Use of a sequential high throughput screening assay to identify novel inhibitors of the eukaryotic SRP-Sec61 targeting/translocation pathway

• Published in: PloS one Vol. 13; no. 12; p. e0208641
• Main Authors: Klein, Wolfgang, Rutz, Claudia, Eckhard, Jamina, Provinciael, Becky, Specker, Edgar, Neuenschwander, Martin, Kleinau, Gunnar, Scheerer, Patrick, von Kries, Jens-Peter, Nazaré, Marc, Vermeire, Kurt, Schülein, Ralf
• Format: Journal Article
• Language: English
• Published: United States Public Library of Science 13.12.2018; Public Library of Science (PLoS)
• Subjects: Antibiotics; Assaying; Bioassay; Biology and Life Sciences; Biosynthesis; Cell adhesion & migration; Cell-Free System; Chemotherapy; Crystallography; Drugs; Endoplasmic reticulum; Endoplasmic Reticulum - metabolism; Enzymatic activity; Eukaryotes; Green Fluorescent Proteins - genetics; Green Fluorescent Proteins - metabolism; HEK293 Cells; High-throughput screening; High-Throughput Screening Assays - methods; Humans; Immunology; Inhibitors; Inhibitory Concentration 50; Laboratories; Lipid bilayers; Lipids; Medical screening; Membrane lipids; Membrane proteins; Peptides; Proteins; Pyrazoles - chemistry; Pyrazoles - metabolism; Pyrimidines - chemistry; Pyrimidines - metabolism; Research and Analysis Methods; SEC Translocation Channels - antagonists & inhibitors; SEC Translocation Channels - genetics; SEC Translocation Channels - metabolism; Signal transduction; Transcription; Translocation; Tumors; Virology; Belgium; Germany
• ISSN: 1932-6203; 1932-6203
• DOI: 10.1371/journal.pone.0208641

The SRP-Sec61 targeting/translocation pathway of eukaryotic cells targets nascent protein chains to the membrane of the endoplasmic reticulum. Using this machinery, secretory proteins are translocated across this membrane whereas membrane proteins are integrated into the lipid bilayer. One of the key players of the pathway is the protein-conducting Sec61 (translocon) complex of the endoplasmic reticulum. The Sec61 complex has no enzymatic activity, is expressed only intracellularly and is difficult to purify and to reconstitute.
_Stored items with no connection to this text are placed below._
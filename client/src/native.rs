use futures::{
    stream::{SplitSink, SplitStream},
    StreamExt,
};
use http::StatusCode;
use std::sync::Arc;
use tokio::{
    net::TcpStream,
    sync::{mpsc, RwLock},
};
use tokio_tungstenite::{
    connect_async, tungstenite::protocol::Message, MaybeTlsStream,
    WebSocketStream,
};

use crevice_protocol::{ClientMessage, RoomId};

use crate::{
    event_loop::{EventLoop, InternalMessage},
    ClientOptions, ClientSession, Error, Result, Session,
};

pub(crate) type WsReadStream =
    SplitStream<WebSocketStream<MaybeTlsStream<TcpStream>>>;
pub(crate) type WsWriteStream = SplitSink<
    WebSocketStream<MaybeTlsStream<TcpStream>>,
    Message,
>;

/// Relay service websocket client.
#[derive(Clone)]
pub struct NativeClient {
    outbound_tx: mpsc::UnboundedSender<InternalMessage>,
    session: Session,
}

impl NativeClient {
    /// Create a new native client.
    pub async fn new(
        server: &str,
        options: ClientOptions,
    ) -> Result<(Self, EventLoop)> {
        let url = options.url(server);
        let (stream, response) = connect_async(&url).await?;

        let status: u16 = response.status().into();
        if status != StatusCode::SWITCHING_PROTOCOLS.as_u16() {
            return Err(Error::ConnectError(
                StatusCode::from_u16(status).unwrap(),
                response.status().to_string(),
            ));
        }

        let (ws_writer, ws_reader) = stream.split();

        let session = Arc::new(RwLock::new(ClientSession::new(
            options.room_id,
        )));

        // Channel for writing outbound frames to the socket
        let (outbound_tx, outbound_rx) =
            mpsc::unbounded_channel::<InternalMessage>();

        let client = Self {
            outbound_tx: outbound_tx.clone(),
            session: Arc::clone(&session),
        };

        let event_loop = EventLoop {
            ws_reader,
            ws_writer,
            outbound_tx,
            outbound_rx,
            session,
        };

        Ok((client, event_loop))
    }

    /// Encrypt a message and queue it for sending.
    ///
    /// Fails fast when the key exchange has not completed.
    pub async fn send(&self, message: &str) -> Result<()> {
        let envelope = {
            let session = self.session.read().await;
            session.encrypt(message)?
        };
        let frame = serde_json::to_string(
            &ClientMessage::EncryptedMessage {
                content: envelope.to_content()?,
            },
        )?;
        self.outbound_tx
            .send(InternalMessage::Frame(frame))
            .map_err(|_| Error::EventLoopClosed)
    }

    /// Whether the key exchange has completed and sending is
    /// legal.
    pub async fn is_established(&self) -> bool {
        let session = self.session.read().await;
        session.is_established()
    }

    /// Identifier of this client's room, once known.
    pub async fn room_id(&self) -> Option<RoomId> {
        let session = self.session.read().await;
        session.room_id().cloned()
    }

    /// Close the connection.
    pub fn close(&self) -> Result<()> {
        self.outbound_tx
            .send(InternalMessage::Close)
            .map_err(|_| Error::EventLoopClosed)
    }
}
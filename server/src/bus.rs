//! Per-node addressed queues forwarding room messages between
//! nodes.
use async_trait::async_trait;
use std::collections::HashMap;
use tokio::sync::{mpsc, RwLock};

use crevice_protocol::{BusMessage, NodeId};

use crate::{Error, Result};

/// Delivers a room message to the node hosting the other
/// participant.
///
/// Each node provisions exactly one inbound queue addressed by
/// its own identity at startup. Delivery is at-least-once and
/// preserves per-target ordering from a single publisher;
/// consumers must tolerate the occasional duplicate.
#[async_trait]
pub trait RelayBus: Send + Sync {
    /// Provision this node's inbound queue.
    async fn subscribe(
        &self,
        node_id: NodeId,
    ) -> Result<mpsc::UnboundedReceiver<BusMessage>>;

    /// Enqueue a message to the target node's queue.
    async fn publish(
        &self,
        target: NodeId,
        message: BusMessage,
    ) -> Result<()>;
}

/// In-process bus implementation over tokio channels.
///
/// Backs a single-process deployment and the multi-node
/// simulation tests; a fleet deployment implements [RelayBus]
/// against an external message broker.
#[derive(Default)]
pub struct MemoryBus {
    queues: RwLock<HashMap<NodeId, mpsc::UnboundedSender<BusMessage>>>,
}

impl MemoryBus {
    /// Create a bus with no provisioned queues.
    pub fn new() -> Self {
        Default::default()
    }
}

#[async_trait]
impl RelayBus for MemoryBus {
    async fn subscribe(
        &self,
        node_id: NodeId,
    ) -> Result<mpsc::UnboundedReceiver<BusMessage>> {
        let (tx, rx) = mpsc::unbounded_channel();
        let mut queues = self.queues.write().await;
        queues.insert(node_id, tx);
        Ok(rx)
    }

    async fn publish(
        &self,
        target: NodeId,
        message: BusMessage,
    ) -> Result<()> {
        let queues = self.queues.read().await;
        let queue = queues
            .get(&target)
            .ok_or(Error::BusTargetUnknown(target))?;
        queue.send(message).map_err(|_| Error::BusClosed)
    }
}
use crevice_protocol::NodeId;
use std::path::PathBuf;
use thiserror::Error;

/// Errors generated by the relay server.
#[derive(Debug, Error)]
pub enum Error {
    /// Error generated when a path is expected to be a file.
    #[error("path {0} is not a file")]
    NotFile(PathBuf),

    /// Error generated when a config file has no parent directory.
    #[error("could not determine config parent directory")]
    NoParentDir,

    /// Error generated when the room TTL does not leave enough
    /// headroom over the refresh interval.
    #[error("room ttl must be at least twice the refresh interval")]
    RoomTtlConfig,

    /// Error generated when the outgoing channel for a socket
    /// has been closed.
    #[error("websocket channel closed")]
    ChannelClosed,

    /// Error generated when publishing to a node without a
    /// provisioned bus queue.
    #[error("no bus queue for node {0}")]
    BusTargetUnknown(NodeId),

    /// Error generated when a bus queue receiver has gone away.
    #[error("bus queue closed")]
    BusClosed,

    /// Error generated by input/output.
    #[error(transparent)]
    Io(#[from] std::io::Error),

    /// Error generated parsing TOML.
    #[error(transparent)]
    Toml(#[from] toml::de::Error),

    /// Error generated serializing or deserializing JSON.
    #[error(transparent)]
    Json(#[from] serde_json::Error),

    /// Error generated by the protocol library.
    #[error(transparent)]
    Protocol(#[from] crevice_protocol::Error),

    /// Error generated converting CORS origins to header values.
    #[error(transparent)]
    InvalidHeader(
        #[from] axum::http::header::InvalidHeaderValue,
    ),

    /// Error generated by the websocket transport.
    #[error(transparent)]
    Axum(#[from] axum::Error),
}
Screening for small molecule inhibitors impairing its functions is thus notoriously difficult. Such inhibitors may not only be valuable tools for cell biology, they may also represent novel anti-tumor drugs. Here we have developed a two-step, sequential screening assay for inhibitors of the whole SRP-Sec61 targeting/translocation pathway which might include molecules affecting Sec61 complex functions. The resulting hit compounds were analyzed using a whole cell biosynthesis assay and a cell free transcription/translation/translocation assay. Using this methodology, we identified novel compounds inhibiting this pathway. Following structure-based back screening, one of these substances was analyzed in more detail and we could show that it indeed impairs translocation at the level of the Sec61 complex. A slightly modified methodology may be used in the future to screen for substances affecting SecYEG, the bacterial ortholog of the Sec61 complex in order to derive novel antibiotic drugs.